Brief: Lines below starting with the line with "fn fmt(&self, f: &mut" and going on through the line with "rejected at ingestion." must be output exactly; the rest of the records must be left out.

Stored items

[Start of Attachment]

//! Error types shared across the engine.
//!
//! Three failure classes exist and are handled very differently:
//!
//! - [`SourceError`]: one record stream could not be read. The ingestor logs
//!   it, flags the graph as incomplete and carries on with the other streams.
//! - [`GraphError`]: an inference stage tried to write an edge whose strength
//!   lies outside `[0, 1]`. This aborts the build.
//! - Not-found: never an error. Queries against unknown nodes return empty
//!   results.

use std::fmt;

use chrono::{DateTime, Utc};

use crate::infer::Stage;
use crate::model::EventKind;
use crate::source::SourceKind;

/// Machine-readable error codes for agent-friendly decision making.
#[derive(Debug, Clone, Copy, PartialEq, Eq, Hash)]
pub enum ErrorCode {
    SourceUnavailable,
    InvalidTimestamp,
    StrengthOutOfRange,
    InvalidWindow,
    InvalidConfig,
    UnknownEventKind,
    InvalidMetadata,
}

impl ErrorCode {
    /// Stable code identifier (`E####`) for machine parsing.
    #[must_use]
    pub const fn code(self) -> &'static str {
        match self {
            Self::SourceUnavailable => "E1001",
            Self::InvalidTimestamp => "E1002",
            Self::StrengthOutOfRange => "E2001",
            Self::InvalidWindow => "E3001",
            Self::InvalidConfig => "E3002",
            Self::UnknownEventKind => "E4001",
            Self::InvalidMetadata => "E4002",
        }
    }

    /// Optional remediation hint that can be surfaced to operators and agents.
    #[must_use]
    pub const fn hint(self) -> Option<&'static str> {
        match self {
            Self::SourceUnavailable => Some("Check the record database path and schema (`cw init`)."),
            Self::InvalidTimestamp => Some("Timestamps are stored as UTC microseconds since the epoch."),
            Self::StrengthOutOfRange => {
                Some("An inference stage produced a bad strength. Report a bug with logs.")
            }
            Self::InvalidWindow => Some("Pass a --since that is strictly before --until."),
            Self::InvalidConfig => Some("Fix the value in .causeway/config.toml and retry."),
            Self::UnknownEventKind => {
                Some("Use message_user, message_assistant, message_system, message_tool, task_created or task_completed.")
            }
            Self::InvalidMetadata => None,
        }
    }
}

impl fmt::Display for ErrorCode {
    fn fmt(&self, f: &mut fmt::Formatter<'_>) -> fmt::Result {
        write!(f, "{}", self.code())
    }
}

/// A record stream could not be read.
#[derive(Debug, thiserror::Error)]
pub enum SourceError {
    /// The stream reported itself unavailable.
    #[error("{source_kind} unavailable: {reason}")]
    Unavailable {
        source_kind: SourceKind,
        reason: String,
    },

    /// The backing SQLite database failed.
    #[error("sqlite error: {0}")]
    Sqlite(#[from] rusqlite::Error),

    /// A stored timestamp could not be represented.
    #[error("invalid timestamp {value}: {reason}")]
    Timestamp { value: i64, reason: &'static str },
}

impl SourceError {
    #[must_use]
    pub const fn code(&self) -> ErrorCode {
        match self {
            Self::Unavailable { .. } | Self::Sqlite(_) => ErrorCode::SourceUnavailable,
            Self::Timestamp { .. } => ErrorCode::InvalidTimestamp,
        }
    }
}

/// A strength value outside `[0.0, 1.0]` (or not finite).
#[derive(Debug, Clone, Copy, PartialEq, thiserror::Error)]
#[error("strength {0} is outside [0.0, 1.0]")]
pub struct StrengthError(pub f64);

/// Graph invariant violations. These indicate a defect in an inference stage.
#[derive(Debug, Clone, PartialEq, thiserror::Error)]
pub enum GraphError {
    #[error("{stage} inference wrote an invalid edge {from} -> {to}: {error}")]
    StrengthOutOfRange {
        stage: Stage,
        from: String,
        to: String,
        #[source]
        error: StrengthError,
    },
}

impl GraphError {
    #[must_use]
    pub const fn code(&self) -> ErrorCode {
        match self {
            Self::StrengthOutOfRange { .. } => ErrorCode::StrengthOutOfRange,
        }
    }
}

/// An event kind or role string that does not name a known variant.
#[derive(Debug, Clone, PartialEq, Eq, thiserror::Error)]
#[error("unknown {what}: {value:?}")]
pub struct ParseKindError {
    pub what: &'static str,
    pub value: String,
}

/// A known metadata key carries a value of the wrong JSON type.
#[derive(Debug, Clone, PartialEq, Eq, thiserror::Error)]
#[error("metadata key `{key}` on {kind} must be {expected}")]
pub struct MetadataError {
    pub kind: EventKind,
    pub key: String,
    pub expected: &'static str,
}

/// Why a single input record was rejected at ingestion.
#[derive(Debug, Clone, PartialEq, Eq, thiserror::Error)]
pub enum RecordError {
    #[error(transparent)]
    Kind(#[from] ParseKindError),
    #[error(transparent)]
    Metadata(#[from] MetadataError),
}

impl RecordError {
    #[must_use]
    pub const fn code(&self) -> ErrorCode {
        match self {
            Self::Kind(_) => ErrorCode::UnknownEventKind,
            Self::Metadata(_) => ErrorCode::InvalidMetadata,
        }
    }
}

/// Invalid engine configuration.
#[derive(Debug, Clone, PartialEq, Eq, thiserror::Error)]
#[error("invalid config value for `{field}`: {reason}")]
pub struct ConfigError {
    pub field: &'static str,
    pub reason: String,
}

/// Build-level failures.
#[derive(Debug, thiserror::Error)]
pub enum EngineError {
    #[error("invalid time window: start {start} is not before end {end}")]
    InvalidWindow {
        start: DateTime<Utc>,
        end: DateTime<Utc>,
    },

    #[error(transparent)]
    Config(#[from] ConfigError),

    #[error(transparent)]
    Graph(#[from] GraphError),
}

impl EngineError {
    #[must_use]
    pub const fn code(&self) -> ErrorCode {
        match self {
            Self::InvalidWindow { .. } => ErrorCode::InvalidWindow,
            Self::Config(_) => ErrorCode::InvalidConfig,
            Self::Graph(inner) => inner.code(),
        }
    }
}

[End of Attachment]

Answer:
    fn fmt(&self, f: &mut fmt::Formatter<'_>) -> fmt::Result {
        write!(f, "{}", self.code())
    }
}

/// A record stream could not be read.
#[derive(Debug, thiserror::Error)]
pub enum SourceError {
    /// The stream reported itself unavailable.
    #[error("{source_kind} unavailable: {reason}")]
    Unavailable {
        source_kind: SourceKind,
        reason: String,
    },

    /// The backing SQLite database failed.
    #[error("sqlite error: {0}")]
    Sqlite(#[from] rusqlite::Error),

    /// A stored timestamp could not be represented.
    #[error("invalid timestamp {value}: {reason}")]
    Timestamp { value: i64, reason: &'static str },
}

impl SourceError {
    #[must_use]
    pub const fn code(&self) -> ErrorCode {
        match self {
            Self::Unavailable { .. } | Self::Sqlite(_) => ErrorCode::SourceUnavailable,
            Self::Timestamp { .. } => ErrorCode::InvalidTimestamp,
        }
    }
}

/// A strength value outside `[0.0, 1.0]` (or not finite).
#[derive(Debug, Clone, Copy, PartialEq, thiserror::Error)]
#[error("strength {0} is outside [0.0, 1.0]")]
pub struct StrengthError(pub f64);

/// Graph invariant violations. These indicate a defect in an inference stage.
#[derive(Debug, Clone, PartialEq, thiserror::Error)]
pub enum GraphError {
    #[error("{stage} inference wrote an invalid edge {from} -> {to}: {error}")]
    StrengthOutOfRange {
        stage: Stage,
        from: String,
        to: String,
        #[source]
        error: StrengthError,
    },
}

impl GraphError {
    #[must_use]
    pub const fn code(&self) -> ErrorCode {
        match self {
            Self::StrengthOutOfRange { .. } => ErrorCode::StrengthOutOfRange,
        }
    }
}

/// An event kind or role string that does not name a known variant.
#[derive(Debug, Clone, PartialEq, Eq, thiserror::Error)]
#[error("unknown {what}: {value:?}")]
pub struct ParseKindError {
    pub what: &'static str,
    pub value: String,
}

/// A known metadata key carries a value of the wrong JSON type.
#[derive(Debug, Clone, PartialEq, Eq, thiserror::Error)]
#[error("metadata key `{key}` on {kind} must be {expected}")]
pub struct MetadataError {
    pub kind: EventKind,
    pub key: String,
    pub expected: &'static str,
}

/// Why a single input record was rejected at ingestion.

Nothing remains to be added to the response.